* [Available data]
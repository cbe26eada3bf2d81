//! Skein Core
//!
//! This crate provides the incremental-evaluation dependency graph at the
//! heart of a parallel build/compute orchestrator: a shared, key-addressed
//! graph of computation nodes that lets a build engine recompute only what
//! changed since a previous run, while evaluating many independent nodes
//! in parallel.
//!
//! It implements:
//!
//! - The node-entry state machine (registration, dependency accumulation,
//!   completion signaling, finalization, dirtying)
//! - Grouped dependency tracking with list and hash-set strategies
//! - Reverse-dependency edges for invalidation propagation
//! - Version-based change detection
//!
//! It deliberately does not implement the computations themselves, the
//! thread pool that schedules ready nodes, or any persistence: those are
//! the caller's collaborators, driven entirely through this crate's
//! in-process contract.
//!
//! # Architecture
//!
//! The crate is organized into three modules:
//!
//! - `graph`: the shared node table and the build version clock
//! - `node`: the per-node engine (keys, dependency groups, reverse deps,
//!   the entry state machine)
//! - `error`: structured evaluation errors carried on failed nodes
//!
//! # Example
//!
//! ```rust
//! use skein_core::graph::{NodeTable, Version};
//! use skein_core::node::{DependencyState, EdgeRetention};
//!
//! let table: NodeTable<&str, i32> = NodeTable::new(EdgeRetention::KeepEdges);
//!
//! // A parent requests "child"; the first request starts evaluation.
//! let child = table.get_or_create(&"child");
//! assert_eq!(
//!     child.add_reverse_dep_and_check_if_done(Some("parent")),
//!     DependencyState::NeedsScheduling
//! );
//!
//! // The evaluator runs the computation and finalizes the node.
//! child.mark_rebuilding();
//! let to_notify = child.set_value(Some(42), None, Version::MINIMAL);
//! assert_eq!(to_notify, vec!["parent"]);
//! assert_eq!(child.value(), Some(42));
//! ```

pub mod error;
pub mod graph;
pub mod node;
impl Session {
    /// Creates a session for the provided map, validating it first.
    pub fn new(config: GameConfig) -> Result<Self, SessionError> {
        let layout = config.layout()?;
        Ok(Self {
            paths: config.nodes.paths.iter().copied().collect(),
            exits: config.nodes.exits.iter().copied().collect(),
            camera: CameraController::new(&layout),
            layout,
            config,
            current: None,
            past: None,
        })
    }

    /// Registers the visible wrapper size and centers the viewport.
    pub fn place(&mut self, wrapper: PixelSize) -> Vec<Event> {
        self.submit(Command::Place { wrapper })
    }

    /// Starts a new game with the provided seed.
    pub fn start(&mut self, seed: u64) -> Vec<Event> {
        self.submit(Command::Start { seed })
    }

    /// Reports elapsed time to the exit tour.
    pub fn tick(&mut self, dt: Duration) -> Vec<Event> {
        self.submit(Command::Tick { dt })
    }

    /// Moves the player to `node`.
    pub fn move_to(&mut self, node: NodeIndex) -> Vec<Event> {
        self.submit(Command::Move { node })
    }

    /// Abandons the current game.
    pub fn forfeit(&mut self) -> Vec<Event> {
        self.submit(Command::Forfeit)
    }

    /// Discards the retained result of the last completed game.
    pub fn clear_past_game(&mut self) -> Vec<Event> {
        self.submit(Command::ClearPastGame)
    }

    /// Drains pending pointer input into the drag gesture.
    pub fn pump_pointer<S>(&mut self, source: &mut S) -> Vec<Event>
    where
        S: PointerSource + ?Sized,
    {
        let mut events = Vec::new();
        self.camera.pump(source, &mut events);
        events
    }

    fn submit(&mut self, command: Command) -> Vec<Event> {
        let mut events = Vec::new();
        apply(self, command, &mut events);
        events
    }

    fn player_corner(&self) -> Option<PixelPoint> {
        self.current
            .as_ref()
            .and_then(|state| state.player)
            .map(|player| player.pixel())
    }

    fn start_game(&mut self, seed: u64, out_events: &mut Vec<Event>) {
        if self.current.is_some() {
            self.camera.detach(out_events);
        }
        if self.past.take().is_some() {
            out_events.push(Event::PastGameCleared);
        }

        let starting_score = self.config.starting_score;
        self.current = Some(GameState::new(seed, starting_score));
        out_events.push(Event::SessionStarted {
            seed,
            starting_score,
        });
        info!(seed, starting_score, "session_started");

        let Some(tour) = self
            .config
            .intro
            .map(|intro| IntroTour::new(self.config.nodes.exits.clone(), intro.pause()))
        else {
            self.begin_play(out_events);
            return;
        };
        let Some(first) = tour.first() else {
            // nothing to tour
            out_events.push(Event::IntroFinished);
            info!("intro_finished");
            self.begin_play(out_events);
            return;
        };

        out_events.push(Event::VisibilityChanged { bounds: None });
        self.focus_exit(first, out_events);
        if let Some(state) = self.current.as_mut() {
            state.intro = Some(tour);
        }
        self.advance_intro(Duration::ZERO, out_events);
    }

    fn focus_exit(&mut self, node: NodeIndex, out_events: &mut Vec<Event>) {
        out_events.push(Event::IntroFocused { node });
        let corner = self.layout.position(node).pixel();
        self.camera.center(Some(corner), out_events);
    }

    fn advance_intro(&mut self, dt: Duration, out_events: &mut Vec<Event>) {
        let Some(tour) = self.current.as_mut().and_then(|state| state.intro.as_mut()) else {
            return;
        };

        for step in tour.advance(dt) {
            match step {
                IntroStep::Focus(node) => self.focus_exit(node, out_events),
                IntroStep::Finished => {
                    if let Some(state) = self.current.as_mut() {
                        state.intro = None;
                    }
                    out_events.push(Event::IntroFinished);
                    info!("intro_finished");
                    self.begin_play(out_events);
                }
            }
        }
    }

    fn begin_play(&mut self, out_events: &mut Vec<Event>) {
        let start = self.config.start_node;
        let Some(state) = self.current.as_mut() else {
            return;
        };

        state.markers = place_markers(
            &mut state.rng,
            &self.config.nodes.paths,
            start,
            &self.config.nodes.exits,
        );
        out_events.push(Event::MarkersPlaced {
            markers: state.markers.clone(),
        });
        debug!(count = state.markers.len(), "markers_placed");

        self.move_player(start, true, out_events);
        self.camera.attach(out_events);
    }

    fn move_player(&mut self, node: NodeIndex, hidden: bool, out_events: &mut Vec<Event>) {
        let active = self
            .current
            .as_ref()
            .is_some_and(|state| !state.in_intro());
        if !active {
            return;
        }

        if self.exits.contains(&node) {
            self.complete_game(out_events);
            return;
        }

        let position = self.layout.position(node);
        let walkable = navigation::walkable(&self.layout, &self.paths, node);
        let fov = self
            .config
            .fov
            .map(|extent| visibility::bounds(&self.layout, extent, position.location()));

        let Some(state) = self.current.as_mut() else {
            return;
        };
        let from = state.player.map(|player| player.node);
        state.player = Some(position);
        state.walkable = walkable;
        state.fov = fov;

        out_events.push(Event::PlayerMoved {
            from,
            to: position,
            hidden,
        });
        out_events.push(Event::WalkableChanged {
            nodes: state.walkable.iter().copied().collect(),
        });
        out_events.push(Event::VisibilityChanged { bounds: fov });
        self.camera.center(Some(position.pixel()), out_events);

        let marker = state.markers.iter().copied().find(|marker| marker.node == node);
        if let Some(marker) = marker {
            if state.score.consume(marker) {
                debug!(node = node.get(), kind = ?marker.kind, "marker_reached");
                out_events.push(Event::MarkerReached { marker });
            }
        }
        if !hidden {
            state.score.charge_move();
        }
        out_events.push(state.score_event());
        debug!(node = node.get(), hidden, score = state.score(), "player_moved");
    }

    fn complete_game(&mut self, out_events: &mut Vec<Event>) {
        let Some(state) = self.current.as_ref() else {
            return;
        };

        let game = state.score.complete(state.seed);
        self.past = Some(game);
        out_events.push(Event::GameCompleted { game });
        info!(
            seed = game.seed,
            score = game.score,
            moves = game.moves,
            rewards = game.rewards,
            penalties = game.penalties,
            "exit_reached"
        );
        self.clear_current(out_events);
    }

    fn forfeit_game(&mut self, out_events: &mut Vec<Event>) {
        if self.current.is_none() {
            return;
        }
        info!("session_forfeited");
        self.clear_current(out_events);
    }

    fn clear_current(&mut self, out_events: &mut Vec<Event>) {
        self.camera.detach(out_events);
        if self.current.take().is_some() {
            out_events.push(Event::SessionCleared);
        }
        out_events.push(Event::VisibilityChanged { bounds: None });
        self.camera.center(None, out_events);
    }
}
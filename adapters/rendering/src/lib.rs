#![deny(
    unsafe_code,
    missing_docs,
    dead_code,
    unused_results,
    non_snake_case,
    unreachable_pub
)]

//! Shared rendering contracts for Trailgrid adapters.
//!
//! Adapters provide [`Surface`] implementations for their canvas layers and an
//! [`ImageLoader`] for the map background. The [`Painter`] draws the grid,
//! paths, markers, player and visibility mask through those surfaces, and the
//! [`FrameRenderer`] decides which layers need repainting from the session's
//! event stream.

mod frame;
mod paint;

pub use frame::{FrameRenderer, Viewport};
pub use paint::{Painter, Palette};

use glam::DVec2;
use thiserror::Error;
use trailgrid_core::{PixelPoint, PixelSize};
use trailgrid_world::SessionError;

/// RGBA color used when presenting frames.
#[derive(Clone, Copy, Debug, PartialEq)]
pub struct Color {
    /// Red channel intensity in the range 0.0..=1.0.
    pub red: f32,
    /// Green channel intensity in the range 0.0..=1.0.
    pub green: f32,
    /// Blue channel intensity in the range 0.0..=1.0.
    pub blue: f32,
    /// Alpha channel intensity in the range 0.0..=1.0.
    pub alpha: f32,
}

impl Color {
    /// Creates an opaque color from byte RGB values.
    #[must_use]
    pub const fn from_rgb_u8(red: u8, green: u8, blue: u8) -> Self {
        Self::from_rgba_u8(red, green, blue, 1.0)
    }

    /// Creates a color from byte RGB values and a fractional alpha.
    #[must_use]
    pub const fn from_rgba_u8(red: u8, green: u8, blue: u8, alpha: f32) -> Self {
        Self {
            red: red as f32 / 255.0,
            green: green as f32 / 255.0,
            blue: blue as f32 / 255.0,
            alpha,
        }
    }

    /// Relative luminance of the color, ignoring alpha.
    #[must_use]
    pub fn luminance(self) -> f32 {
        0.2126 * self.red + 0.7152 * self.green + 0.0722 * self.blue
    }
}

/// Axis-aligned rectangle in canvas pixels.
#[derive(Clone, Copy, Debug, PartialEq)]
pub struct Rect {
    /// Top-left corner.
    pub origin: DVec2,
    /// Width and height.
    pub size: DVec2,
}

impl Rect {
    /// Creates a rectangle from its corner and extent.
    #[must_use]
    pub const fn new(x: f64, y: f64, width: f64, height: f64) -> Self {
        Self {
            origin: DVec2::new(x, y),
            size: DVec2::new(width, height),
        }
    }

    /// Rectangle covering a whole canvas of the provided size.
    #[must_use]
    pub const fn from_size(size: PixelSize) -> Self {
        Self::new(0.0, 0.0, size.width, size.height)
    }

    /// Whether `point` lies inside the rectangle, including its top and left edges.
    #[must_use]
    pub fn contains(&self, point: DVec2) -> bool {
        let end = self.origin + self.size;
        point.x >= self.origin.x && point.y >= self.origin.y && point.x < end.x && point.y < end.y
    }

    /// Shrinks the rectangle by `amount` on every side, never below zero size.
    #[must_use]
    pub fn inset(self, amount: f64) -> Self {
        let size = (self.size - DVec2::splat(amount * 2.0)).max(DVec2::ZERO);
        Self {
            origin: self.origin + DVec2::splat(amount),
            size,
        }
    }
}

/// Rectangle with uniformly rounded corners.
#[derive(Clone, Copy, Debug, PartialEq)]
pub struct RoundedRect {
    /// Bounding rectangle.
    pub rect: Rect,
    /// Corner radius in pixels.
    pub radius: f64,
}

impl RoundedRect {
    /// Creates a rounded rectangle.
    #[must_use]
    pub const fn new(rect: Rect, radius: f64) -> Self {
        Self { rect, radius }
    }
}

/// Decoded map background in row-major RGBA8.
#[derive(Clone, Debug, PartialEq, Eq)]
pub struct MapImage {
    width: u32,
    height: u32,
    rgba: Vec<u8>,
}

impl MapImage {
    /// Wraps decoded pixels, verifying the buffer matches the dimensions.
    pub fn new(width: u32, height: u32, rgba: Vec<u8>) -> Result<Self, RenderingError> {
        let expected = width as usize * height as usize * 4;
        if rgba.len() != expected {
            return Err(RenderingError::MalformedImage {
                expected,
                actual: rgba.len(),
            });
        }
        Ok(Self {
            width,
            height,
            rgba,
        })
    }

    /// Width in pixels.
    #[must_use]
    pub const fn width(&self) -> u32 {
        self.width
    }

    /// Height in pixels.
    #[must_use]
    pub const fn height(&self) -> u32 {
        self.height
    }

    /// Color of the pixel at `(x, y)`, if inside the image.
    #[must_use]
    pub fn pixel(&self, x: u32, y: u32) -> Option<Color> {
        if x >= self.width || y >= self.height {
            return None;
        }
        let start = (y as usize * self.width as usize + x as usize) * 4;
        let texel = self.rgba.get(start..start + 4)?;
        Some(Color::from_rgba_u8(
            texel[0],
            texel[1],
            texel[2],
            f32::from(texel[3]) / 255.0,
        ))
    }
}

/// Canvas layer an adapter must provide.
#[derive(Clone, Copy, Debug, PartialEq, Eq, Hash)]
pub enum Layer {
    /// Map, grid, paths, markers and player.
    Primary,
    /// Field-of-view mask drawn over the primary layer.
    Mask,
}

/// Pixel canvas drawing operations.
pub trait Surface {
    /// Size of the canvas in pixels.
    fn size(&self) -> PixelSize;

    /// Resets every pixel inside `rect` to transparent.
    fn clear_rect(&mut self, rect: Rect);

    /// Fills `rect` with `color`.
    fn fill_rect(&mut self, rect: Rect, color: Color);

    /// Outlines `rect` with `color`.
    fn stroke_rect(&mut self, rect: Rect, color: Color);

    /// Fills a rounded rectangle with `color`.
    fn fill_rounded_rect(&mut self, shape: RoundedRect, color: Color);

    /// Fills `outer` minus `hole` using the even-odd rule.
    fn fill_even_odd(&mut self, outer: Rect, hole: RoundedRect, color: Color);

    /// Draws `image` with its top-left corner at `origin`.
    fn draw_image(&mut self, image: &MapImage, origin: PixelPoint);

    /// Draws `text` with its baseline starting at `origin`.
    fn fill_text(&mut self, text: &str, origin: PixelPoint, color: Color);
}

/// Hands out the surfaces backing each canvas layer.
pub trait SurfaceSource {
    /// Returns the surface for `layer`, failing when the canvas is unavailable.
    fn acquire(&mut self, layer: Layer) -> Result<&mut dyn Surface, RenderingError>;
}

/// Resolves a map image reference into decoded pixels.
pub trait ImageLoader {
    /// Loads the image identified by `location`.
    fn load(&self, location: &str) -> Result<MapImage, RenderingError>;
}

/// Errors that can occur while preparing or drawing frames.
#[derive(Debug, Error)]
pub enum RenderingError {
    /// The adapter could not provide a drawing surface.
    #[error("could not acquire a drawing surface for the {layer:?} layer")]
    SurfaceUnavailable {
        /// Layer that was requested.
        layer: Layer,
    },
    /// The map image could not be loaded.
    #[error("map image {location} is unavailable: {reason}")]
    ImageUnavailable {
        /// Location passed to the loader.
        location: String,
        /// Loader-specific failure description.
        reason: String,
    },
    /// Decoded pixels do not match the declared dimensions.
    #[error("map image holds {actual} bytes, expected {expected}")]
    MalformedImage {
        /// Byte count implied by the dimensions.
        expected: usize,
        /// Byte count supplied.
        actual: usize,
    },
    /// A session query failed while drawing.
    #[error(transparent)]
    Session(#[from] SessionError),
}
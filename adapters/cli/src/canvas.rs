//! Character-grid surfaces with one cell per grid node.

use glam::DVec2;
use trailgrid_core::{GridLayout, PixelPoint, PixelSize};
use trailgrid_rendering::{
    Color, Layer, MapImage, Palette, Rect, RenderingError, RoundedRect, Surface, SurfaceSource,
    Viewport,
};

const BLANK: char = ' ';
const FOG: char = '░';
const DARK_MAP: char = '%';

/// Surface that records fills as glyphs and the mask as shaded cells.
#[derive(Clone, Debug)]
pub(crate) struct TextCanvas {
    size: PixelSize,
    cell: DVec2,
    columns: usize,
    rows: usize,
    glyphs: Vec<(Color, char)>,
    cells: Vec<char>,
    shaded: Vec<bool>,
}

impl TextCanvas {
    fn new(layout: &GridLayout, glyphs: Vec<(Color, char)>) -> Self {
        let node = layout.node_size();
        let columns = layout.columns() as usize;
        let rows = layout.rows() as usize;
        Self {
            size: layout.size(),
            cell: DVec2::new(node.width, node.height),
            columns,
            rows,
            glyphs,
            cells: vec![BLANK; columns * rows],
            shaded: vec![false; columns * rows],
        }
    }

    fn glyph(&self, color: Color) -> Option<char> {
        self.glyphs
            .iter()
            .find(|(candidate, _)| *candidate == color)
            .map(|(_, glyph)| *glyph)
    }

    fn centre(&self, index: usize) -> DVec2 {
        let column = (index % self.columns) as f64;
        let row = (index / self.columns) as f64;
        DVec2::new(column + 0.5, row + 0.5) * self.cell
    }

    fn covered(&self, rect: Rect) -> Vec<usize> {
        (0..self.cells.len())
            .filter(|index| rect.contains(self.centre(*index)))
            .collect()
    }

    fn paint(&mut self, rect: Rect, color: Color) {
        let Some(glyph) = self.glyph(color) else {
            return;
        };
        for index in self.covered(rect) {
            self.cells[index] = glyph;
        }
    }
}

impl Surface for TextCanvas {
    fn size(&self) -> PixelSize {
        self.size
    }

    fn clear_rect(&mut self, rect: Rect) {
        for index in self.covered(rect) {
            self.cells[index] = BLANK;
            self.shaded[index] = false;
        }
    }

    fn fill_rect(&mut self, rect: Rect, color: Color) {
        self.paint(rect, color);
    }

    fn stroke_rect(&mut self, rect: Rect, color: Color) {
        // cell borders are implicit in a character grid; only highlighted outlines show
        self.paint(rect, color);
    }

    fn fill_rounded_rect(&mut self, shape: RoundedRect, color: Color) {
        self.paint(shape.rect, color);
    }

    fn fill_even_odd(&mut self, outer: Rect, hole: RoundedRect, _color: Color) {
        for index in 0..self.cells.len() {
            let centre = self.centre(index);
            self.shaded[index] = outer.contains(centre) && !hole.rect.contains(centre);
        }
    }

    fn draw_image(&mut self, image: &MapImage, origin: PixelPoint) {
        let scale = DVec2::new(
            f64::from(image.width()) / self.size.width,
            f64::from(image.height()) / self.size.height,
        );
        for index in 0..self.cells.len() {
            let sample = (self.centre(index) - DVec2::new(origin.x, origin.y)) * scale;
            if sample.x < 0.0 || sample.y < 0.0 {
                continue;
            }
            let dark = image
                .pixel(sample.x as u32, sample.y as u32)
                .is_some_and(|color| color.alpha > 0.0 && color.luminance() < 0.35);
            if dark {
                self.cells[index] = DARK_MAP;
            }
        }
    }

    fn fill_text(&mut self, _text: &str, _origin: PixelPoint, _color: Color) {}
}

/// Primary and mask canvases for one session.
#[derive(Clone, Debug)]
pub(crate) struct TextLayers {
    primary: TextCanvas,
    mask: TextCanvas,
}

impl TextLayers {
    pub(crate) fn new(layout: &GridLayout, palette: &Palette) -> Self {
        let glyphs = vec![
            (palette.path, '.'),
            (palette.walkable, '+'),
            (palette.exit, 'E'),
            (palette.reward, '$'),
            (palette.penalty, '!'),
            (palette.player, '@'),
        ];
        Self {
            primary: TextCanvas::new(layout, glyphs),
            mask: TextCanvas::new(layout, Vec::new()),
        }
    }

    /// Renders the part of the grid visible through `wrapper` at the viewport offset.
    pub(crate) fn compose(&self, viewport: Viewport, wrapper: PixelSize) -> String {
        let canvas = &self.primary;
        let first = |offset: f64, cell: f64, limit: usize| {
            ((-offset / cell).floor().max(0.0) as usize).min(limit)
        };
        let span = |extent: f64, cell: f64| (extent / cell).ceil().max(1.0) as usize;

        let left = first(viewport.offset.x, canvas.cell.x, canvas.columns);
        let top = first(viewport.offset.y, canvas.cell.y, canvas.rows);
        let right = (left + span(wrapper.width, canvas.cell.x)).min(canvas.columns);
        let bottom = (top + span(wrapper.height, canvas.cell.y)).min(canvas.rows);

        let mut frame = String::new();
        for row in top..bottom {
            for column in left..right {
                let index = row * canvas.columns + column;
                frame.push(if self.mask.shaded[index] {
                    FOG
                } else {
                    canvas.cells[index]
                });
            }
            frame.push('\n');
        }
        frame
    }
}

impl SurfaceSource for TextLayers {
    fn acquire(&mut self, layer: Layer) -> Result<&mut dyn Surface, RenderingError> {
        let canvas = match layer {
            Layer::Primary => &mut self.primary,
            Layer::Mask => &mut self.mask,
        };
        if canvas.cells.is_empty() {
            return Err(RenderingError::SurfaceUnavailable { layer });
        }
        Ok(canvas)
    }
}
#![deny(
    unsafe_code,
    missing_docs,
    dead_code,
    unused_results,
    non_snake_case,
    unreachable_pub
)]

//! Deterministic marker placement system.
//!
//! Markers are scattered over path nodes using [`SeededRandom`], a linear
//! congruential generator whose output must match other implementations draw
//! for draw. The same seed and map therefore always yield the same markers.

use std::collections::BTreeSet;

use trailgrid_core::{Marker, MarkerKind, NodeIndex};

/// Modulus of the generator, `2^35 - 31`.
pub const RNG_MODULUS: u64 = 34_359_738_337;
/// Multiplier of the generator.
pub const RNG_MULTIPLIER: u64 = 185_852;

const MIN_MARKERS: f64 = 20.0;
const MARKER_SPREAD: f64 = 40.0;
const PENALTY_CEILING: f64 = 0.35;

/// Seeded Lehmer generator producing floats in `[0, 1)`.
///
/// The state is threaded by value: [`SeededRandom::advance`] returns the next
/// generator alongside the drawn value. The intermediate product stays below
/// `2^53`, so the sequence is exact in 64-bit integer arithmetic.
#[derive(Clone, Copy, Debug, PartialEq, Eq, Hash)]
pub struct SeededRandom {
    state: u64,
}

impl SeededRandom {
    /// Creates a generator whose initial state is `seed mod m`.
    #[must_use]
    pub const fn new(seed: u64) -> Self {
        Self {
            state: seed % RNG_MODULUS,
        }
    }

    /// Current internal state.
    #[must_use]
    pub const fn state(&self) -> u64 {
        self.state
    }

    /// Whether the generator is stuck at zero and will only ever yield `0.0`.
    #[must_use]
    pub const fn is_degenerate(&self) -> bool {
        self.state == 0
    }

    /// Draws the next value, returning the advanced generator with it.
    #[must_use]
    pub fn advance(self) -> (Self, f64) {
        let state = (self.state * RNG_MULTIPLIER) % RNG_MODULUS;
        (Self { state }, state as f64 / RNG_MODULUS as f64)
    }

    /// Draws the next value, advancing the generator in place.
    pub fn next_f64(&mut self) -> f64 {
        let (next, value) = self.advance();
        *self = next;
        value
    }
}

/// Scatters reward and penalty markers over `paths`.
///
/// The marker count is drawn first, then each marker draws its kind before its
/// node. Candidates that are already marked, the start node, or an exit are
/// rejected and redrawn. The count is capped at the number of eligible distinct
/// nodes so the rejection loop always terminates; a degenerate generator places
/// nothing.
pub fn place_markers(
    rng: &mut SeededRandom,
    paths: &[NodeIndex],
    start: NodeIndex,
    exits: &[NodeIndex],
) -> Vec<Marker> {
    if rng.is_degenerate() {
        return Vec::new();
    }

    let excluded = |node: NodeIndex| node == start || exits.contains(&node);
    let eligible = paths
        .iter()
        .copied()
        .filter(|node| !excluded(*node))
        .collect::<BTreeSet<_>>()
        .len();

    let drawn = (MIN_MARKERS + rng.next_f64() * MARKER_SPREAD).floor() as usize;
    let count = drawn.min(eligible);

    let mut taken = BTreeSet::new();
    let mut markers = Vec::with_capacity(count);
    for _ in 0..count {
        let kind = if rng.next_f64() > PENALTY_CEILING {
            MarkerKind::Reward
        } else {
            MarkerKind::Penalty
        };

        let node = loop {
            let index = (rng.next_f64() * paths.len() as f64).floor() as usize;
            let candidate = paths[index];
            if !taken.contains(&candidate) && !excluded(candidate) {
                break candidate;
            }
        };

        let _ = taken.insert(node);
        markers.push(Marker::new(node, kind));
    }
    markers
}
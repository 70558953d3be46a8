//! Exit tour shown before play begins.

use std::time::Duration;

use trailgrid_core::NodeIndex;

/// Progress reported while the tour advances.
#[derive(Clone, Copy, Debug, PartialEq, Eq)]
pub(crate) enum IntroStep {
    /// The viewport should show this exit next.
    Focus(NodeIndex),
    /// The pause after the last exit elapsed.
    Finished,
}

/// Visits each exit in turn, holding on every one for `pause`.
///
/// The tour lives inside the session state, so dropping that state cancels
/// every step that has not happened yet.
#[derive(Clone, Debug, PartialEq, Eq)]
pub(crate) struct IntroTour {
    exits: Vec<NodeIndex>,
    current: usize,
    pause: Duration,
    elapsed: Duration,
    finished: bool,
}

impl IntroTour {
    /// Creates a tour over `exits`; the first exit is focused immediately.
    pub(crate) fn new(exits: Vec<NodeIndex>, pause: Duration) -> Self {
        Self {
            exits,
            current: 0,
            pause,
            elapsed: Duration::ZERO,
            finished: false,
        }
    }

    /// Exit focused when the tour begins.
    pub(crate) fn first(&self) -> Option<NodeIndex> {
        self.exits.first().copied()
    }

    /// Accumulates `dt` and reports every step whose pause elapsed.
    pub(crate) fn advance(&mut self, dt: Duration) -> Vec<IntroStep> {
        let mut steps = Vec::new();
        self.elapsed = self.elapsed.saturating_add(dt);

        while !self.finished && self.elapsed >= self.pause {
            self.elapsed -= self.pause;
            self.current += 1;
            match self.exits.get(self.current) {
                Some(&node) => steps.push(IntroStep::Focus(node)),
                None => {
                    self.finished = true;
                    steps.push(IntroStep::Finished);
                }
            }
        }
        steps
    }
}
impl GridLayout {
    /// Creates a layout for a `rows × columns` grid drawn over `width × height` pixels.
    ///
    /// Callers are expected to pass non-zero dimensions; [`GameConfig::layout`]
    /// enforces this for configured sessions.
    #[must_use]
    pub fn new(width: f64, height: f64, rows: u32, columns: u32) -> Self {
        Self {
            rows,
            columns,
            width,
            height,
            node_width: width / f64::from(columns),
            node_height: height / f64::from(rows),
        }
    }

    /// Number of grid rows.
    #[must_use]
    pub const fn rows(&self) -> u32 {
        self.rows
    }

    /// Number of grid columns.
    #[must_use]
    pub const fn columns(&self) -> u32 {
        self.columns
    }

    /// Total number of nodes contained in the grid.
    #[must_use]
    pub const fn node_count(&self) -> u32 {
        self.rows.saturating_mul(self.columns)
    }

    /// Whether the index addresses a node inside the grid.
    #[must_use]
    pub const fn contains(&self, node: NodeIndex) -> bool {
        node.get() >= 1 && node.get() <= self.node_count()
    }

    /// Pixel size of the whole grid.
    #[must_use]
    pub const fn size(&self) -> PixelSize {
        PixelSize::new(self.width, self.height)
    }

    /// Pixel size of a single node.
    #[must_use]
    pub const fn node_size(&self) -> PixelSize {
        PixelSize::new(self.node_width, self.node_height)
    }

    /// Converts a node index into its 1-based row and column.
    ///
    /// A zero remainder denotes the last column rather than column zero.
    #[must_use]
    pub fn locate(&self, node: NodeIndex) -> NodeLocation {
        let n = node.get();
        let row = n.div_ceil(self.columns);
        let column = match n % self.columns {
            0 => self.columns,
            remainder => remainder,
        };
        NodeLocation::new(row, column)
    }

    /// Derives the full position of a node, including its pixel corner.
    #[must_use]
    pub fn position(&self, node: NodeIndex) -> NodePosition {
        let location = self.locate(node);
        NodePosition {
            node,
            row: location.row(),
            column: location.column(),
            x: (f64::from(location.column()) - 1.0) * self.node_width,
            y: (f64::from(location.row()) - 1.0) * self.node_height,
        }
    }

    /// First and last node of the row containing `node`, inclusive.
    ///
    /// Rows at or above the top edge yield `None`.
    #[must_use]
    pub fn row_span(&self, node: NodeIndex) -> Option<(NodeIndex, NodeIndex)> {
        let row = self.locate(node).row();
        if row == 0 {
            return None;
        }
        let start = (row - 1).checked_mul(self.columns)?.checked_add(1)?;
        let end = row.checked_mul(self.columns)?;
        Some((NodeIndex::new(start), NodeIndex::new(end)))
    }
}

* [Work instruction] Looking at the data above, write out exactly the lines that start at the one containing "self.camera.attach(out_events);" and end at the one containing "state.player = Some(position);"; include both and nothing beyond.

* [Answer space]
        self.camera.attach(out_events);
    }

    fn move_player(&mut self, node: NodeIndex, hidden: bool, out_events: &mut Vec<Event>) {
        let active = self
            .current
            .as_ref()
            .is_some_and(|state| !state.in_intro());
        if !active {
            return;
        }

        if self.exits.contains(&node) {
            self.complete_game(out_events);
            return;
        }

        let position = self.layout.position(node);
        let walkable = navigation::walkable(&self.layout, &self.paths, node);
        let fov = self
            .config
            .fov
            .map(|extent| visibility::bounds(&self.layout, extent, position.location()));

        let Some(state) = self.current.as_mut() else {
            return;
        };
        let from = state.player.map(|player| player.node);
        state.player = Some(position);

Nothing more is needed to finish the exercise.